[DESCRIPTION OF THE TASK]
From the entries, copy out every line in which the word "Exhausted" is found.

[DATA TO PROCESS]
use crate::api::RouteApi;
use crate::error::RouteError;
use crate::models::{Airport, ItineraryOffer, RouteQuery};
use rand::seq::SliceRandom;
use rand::Rng;
use std::time::Duration;
use tracing::{debug, info, warn};

#[derive(Debug, Clone)]
pub struct SamplerSettings {
    pub max_attempts: u32,
    pub retry_delay: Duration,
}

impl Default for SamplerSettings {
    fn default() -> Self {
        Self {
            max_attempts: 200,
            retry_delay: Duration::ZERO,
        }
    }
}

#[derive(Debug)]
pub enum SamplerState {
    Sampling { attempt: u32 },
    Found { query: RouteQuery, offers: Vec<ItineraryOffer> },
    Exhausted { attempts: u32 },
}

pub struct RouteSampler<'a, A: RouteApi + ?Sized> {
    api: &'a A,
    settings: SamplerSettings,
}

impl<'a, A: RouteApi + ?Sized> RouteSampler<'a, A> {
    pub fn new(api: &'a A, settings: SamplerSettings) -> Self {
        Self { api, settings }
    }

    /// Returns the first sampled pair with offers.
    ///
    /// Fails with [`RouteError::Configuration`] when fewer than two airports
    /// are eligible and with [`RouteError::Exhausted`] once `max_attempts`
    /// pairs came back empty or failed.
    pub async fn find_route<R>(
        &self,
        airports: &[Airport],
        rng: &mut R,
    ) -> Result<(RouteQuery, Vec<ItineraryOffer>), RouteError>
    where
        R: Rng + Send + ?Sized,
    {
        if airports.len() < 2 {
            return Err(RouteError::Configuration(format!(
                "Not enough airports to generate a random route ({} eligible)",
                airports.len()
            )));
        }

        let mut state = SamplerState::Sampling { attempt: 1 };
        loop {
            state = match state {
                SamplerState::Sampling { attempt } if attempt > self.settings.max_attempts => {
                    SamplerState::Exhausted {
                        attempts: self.settings.max_attempts,
                    }
                }
                SamplerState::Sampling { attempt } => self.attempt(attempt, airports, rng).await,
                SamplerState::Found { query, offers } => return Ok((query, offers)),
                SamplerState::Exhausted { attempts } => {
                    return Err(RouteError::Exhausted { attempts })
                }
            };
        }
    }

    async fn attempt<R>(&self, attempt: u32, airports: &[Airport], rng: &mut R) -> SamplerState
    where
        R: Rng + Send + ?Sized,
    {
        let query = draw_pair(airports, rng);
        info!(
            "Attempt {}/{}: checking route {} -> {}",
            attempt,
            self.settings.max_attempts,
            query.origin.display(),
            query.destination.display()
        );

        match self
            .api
            .search_itineraries(&query.origin, &query.destination)
            .await
        {
            Ok(offers) if !offers.is_empty() => return SamplerState::Found { query, offers },
            Ok(_) => debug!("No itineraries for {} -> {}", query.origin.code, query.destination.code),
            Err(e) => warn!(
                "Unable to search route {} -> {}: {}",
                query.origin.code, query.destination.code, e
            ),
        }

        if attempt >= self.settings.max_attempts {
            return SamplerState::Exhausted {
                attempts: self.settings.max_attempts,
            };
        }
        if !self.settings.retry_delay.is_zero() {
            tokio::time::sleep(self.settings.retry_delay).await;
        }
        SamplerState::Sampling {
            attempt: attempt + 1,
        }
    }
}

/// Two distinct airports, uniformly at random. Callers guarantee `len >= 2`.
fn draw_pair<R: Rng + ?Sized>(airports: &[Airport], rng: &mut R) -> RouteQuery {
    let picked: Vec<&Airport> = airports.choose_multiple(rng, 2).collect();
    RouteQuery {
        origin: picked[0].clone(),
        destination: picked[1].clone(),
    }
}

#[cfg(test)]
mod tests {
    use super::*;
    use crate::error::ApiError;
    use crate::models::Leg;
    use crate::payload::ResearchPayload;
    use async_trait::async_trait;
    use rand::rngs::StdRng;
    use rand::SeedableRng;
    use std::collections::VecDeque;
    use std::sync::atomic::{AtomicU32, Ordering};
    use std::sync::Mutex;

    struct ScriptedApi {
        responses: Mutex<VecDeque<Result<Vec<ItineraryOffer>, ApiError>>>,
        searches: AtomicU32,
    }

    impl ScriptedApi {
        fn new(responses: Vec<Result<Vec<ItineraryOffer>, ApiError>>) -> Self {
            Self {
                responses: Mutex::new(responses.into()),
                searches: AtomicU32::new(0),
            }
        }
    }

    #[async_trait]
    impl RouteApi for ScriptedApi {
        async fn list_airports(&self, _min_size: u8) -> Result<Vec<Airport>, ApiError> {
            Ok(Vec::new())
        }

        async fn search_itineraries(
            &self,
            _origin: &Airport,
            _destination: &Airport,
        ) -> Result<Vec<ItineraryOffer>, ApiError> {
            self.searches.fetch_add(1, Ordering::SeqCst);
            self.responses
                .lock()
                .unwrap()
                .pop_front()
                .unwrap_or_else(|| Ok(Vec::new()))
        }

        async fn fetch_research(
            &self,
            _origin: &Airport,
            _destination: &Airport,
        ) -> Result<ResearchPayload, ApiError> {
            Ok(ResearchPayload::default())
        }

        async fn fetch_airport(&self, airport: &Airport) -> Result<Airport, ApiError> {
            Ok(airport.clone())
        }
    }

    fn airport(id: u64, code: &str) -> Airport {
        Airport {
            id,
            code: code.to_string(),
            name: None,
            size: 4,
            country_code: None,
            runway_length: None,
            population: None,
            income_per_capita: None,
        }
    }

    fn offer() -> ItineraryOffer {
        ItineraryOffer {
            legs: vec![Leg::default()],
            total_price: Some(100.0),
            cabin_class: "Economy".to_string(),
            sales_score: None,
        }
    }

    fn settings(max_attempts: u32) -> SamplerSettings {
        SamplerSettings {
            max_attempts,
            retry_delay: Duration::ZERO,
        }
    }

    #[tokio::test]
    async fn single_airport_is_a_configuration_error() {
        let api = ScriptedApi::new(vec![]);
        let sampler = RouteSampler::new(&api, settings(10));
        let mut rng = StdRng::seed_from_u64(1);

        let result = sampler.find_route(&[airport(1, "ARN")], &mut rng).await;

        assert!(matches!(result, Err(RouteError::Configuration(_))));
        assert_eq!(api.searches.load(Ordering::SeqCst), 0);
    }

    #[tokio::test]
    async fn failures_and_empty_results_are_retried_until_found() {
        let api = ScriptedApi::new(vec![
            Err(ApiError::Network("connection reset".into())),
            Ok(vec![]),
            Ok(vec![offer()]),
        ]);
        let sampler = RouteSampler::new(&api, settings(10));
        let mut rng = StdRng::seed_from_u64(7);
        let airports = vec![airport(1, "ARN"), airport(2, "SIN"), airport(3, "DOH")];

        let (query, offers) = sampler.find_route(&airports, &mut rng).await.unwrap();

        assert_ne!(query.origin.code, query.destination.code);
        assert_eq!(offers.len(), 1);
        assert_eq!(api.searches.load(Ordering::SeqCst), 3);
    }

    #[tokio::test]
    async fn exhausts_after_attempt_cap() {
        let api = ScriptedApi::new(vec![Err(ApiError::Parse("garbage".into()))]);
        let sampler = RouteSampler::new(&api, settings(25));
        let mut rng = StdRng::seed_from_u64(3);
        let airports = vec![airport(1, "ARN"), airport(2, "SIN")];

        let result = sampler.find_route(&airports, &mut rng).await;

        assert!(matches!(result, Err(RouteError::Exhausted { attempts: 25 })));
        assert_eq!(api.searches.load(Ordering::SeqCst), 25);
    }

    #[tokio::test]
    async fn zero_cap_never_searches() {
        let api = ScriptedApi::new(vec![Ok(vec![offer()])]);
        let sampler = RouteSampler::new(&api, settings(0));
        let mut rng = StdRng::seed_from_u64(5);
        let airports = vec![airport(1, "ARN"), airport(2, "SIN")];

        let result = sampler.find_route(&airports, &mut rng).await;

        assert!(matches!(result, Err(RouteError::Exhausted { attempts: 0 })));
        assert_eq!(api.searches.load(Ordering::SeqCst), 0);
    }

    #[tokio::test]
    async fn last_allowed_attempt_stops_without_counting_past_cap() {
        let api = ScriptedApi::new(vec![Ok(vec![]), Ok(vec![offer()])]);
        let sampler = RouteSampler::new(&api, settings(1));
        let mut rng = StdRng::seed_from_u64(6);
        let airports = vec![airport(1, "ARN"), airport(2, "SIN")];

        let result = sampler.find_route(&airports, &mut rng).await;

        assert!(matches!(result, Err(RouteError::Exhausted { attempts: 1 })));
        assert_eq!(api.searches.load(Ordering::SeqCst), 1);
    }

    #[test]
    fn drawn_pairs_are_always_distinct() {
        let airports = vec![airport(1, "ARN"), airport(2, "SIN")];
        let mut rng = StdRng::seed_from_u64(42);
        for _ in 0..100 {
            let query = draw_pair(&airports, &mut rng);
            assert_ne!(query.origin.code, query.destination.code);
        }
    }
}
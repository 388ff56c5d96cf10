use crate::api::RouteApi;
use crate::enricher;
use crate::error::RouteError;
use crate::formatter;
use crate::models::{Airport, ItineraryOffer, RouteDetails, RouteQuery, RouteReport};
use crate::payload::ResearchPayload;
use crate::sampler::{RouteSampler, SamplerSettings};
use crate::selector;
use chrono::{NaiveDate, Utc};
use rand::rngs::StdRng;
use rand::{Rng, SeedableRng};
use tracing::{info, warn};

/// Produces one "route of the day" message per call. Holds no state between
/// runs besides its settings, so any scheduler can drive it.
pub struct ReportGenerator<A: RouteApi> {
    api: A,
    min_airport_size: u8,
    sampler: SamplerSettings,
}

impl<A: RouteApi> ReportGenerator<A> {
    pub fn new(api: A, min_airport_size: u8, sampler: SamplerSettings) -> Self {
        Self {
            api,
            min_airport_size,
            sampler,
        }
    }

    pub async fn generate_report(&self, min_size_override: Option<u8>) -> Result<String, RouteError> {
        let mut rng = StdRng::from_entropy();
        let today = Utc::now().date_naive();
        self.generate_report_with(min_size_override, &mut rng, today)
            .await
    }

    /// Same as [`generate_report`](Self::generate_report) with the random
    /// source and report date supplied by the caller.
    pub async fn generate_report_with<R>(
        &self,
        min_size_override: Option<u8>,
        rng: &mut R,
        date: NaiveDate,
    ) -> Result<String, RouteError>
    where
        R: Rng + Send + ?Sized,
    {
        let report = self.build_report(min_size_override, rng).await?;
        Ok(formatter::format_report(&report, date))
    }

    pub async fn build_report<R>(
        &self,
        min_size_override: Option<u8>,
        rng: &mut R,
    ) -> Result<RouteReport, RouteError>
    where
        R: Rng + Send + ?Sized,
    {
        let min_size = min_size_override.unwrap_or(self.min_airport_size);
        let airports = self.api.list_airports(min_size).await.map_err(|e| {
            RouteError::Configuration(format!("Unable to load airport list: {}", e))
        })?;
        info!("{} airports of size {} or larger", airports.len(), min_size);

        let sampler = RouteSampler::new(&self.api, self.sampler.clone());
        let (query, offers) = sampler.find_route(&airports, rng).await?;

        let query = RouteQuery {
            origin: self.with_details(query.origin).await,
            destination: self.with_details(query.destination).await,
        };
        let research = self.research(&query).await;
        let details = enricher::enrich(&query, &research);

        build(query, details, &offers).ok_or_else(|| {
            RouteError::Configuration("sampler returned a route without offers".to_string())
        })
    }

    async fn with_details(&self, airport: Airport) -> Airport {
        match self.api.fetch_airport(&airport).await {
            Ok(details) => airport.merge(details),
            Err(e) => {
                warn!("Failed to fetch airport details for {}: {}", airport.code, e);
                airport
            }
        }
    }

    async fn research(&self, query: &RouteQuery) -> ResearchPayload {
        match self
            .api
            .fetch_research(&query.origin, &query.destination)
            .await
        {
            Ok(research) => research,
            Err(e) => {
                warn!(
                    "Failed to fetch research data for {} -> {}: {}",
                    query.origin.code, query.destination.code, e
                );
                ResearchPayload::default()
            }
        }
    }
}

fn build(
    query: RouteQuery,
    details: RouteDetails,
    offers: &[ItineraryOffer],
) -> Option<RouteReport> {
    let selection = selector::select(offers)?;
    Some(RouteReport {
        flight_type: query.flight_type(),
        query,
        details,
        best_deal: selection.best_deal.clone(),
        best_seller: selection.best_seller.clone(),
    })
}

[RESPONSE BOX]
    Exhausted { attempts: u32 },
    /// are eligible and with [`RouteError::Exhausted`] once `max_attempts`
                    SamplerState::Exhausted {
                SamplerState::Exhausted { attempts } => {
                    return Err(RouteError::Exhausted { attempts })
            return SamplerState::Exhausted {
        assert!(matches!(result, Err(RouteError::Exhausted { attempts: 25 })));
        assert!(matches!(result, Err(RouteError::Exhausted { attempts: 0 })));
        assert!(matches!(result, Err(RouteError::Exhausted { attempts: 1 })));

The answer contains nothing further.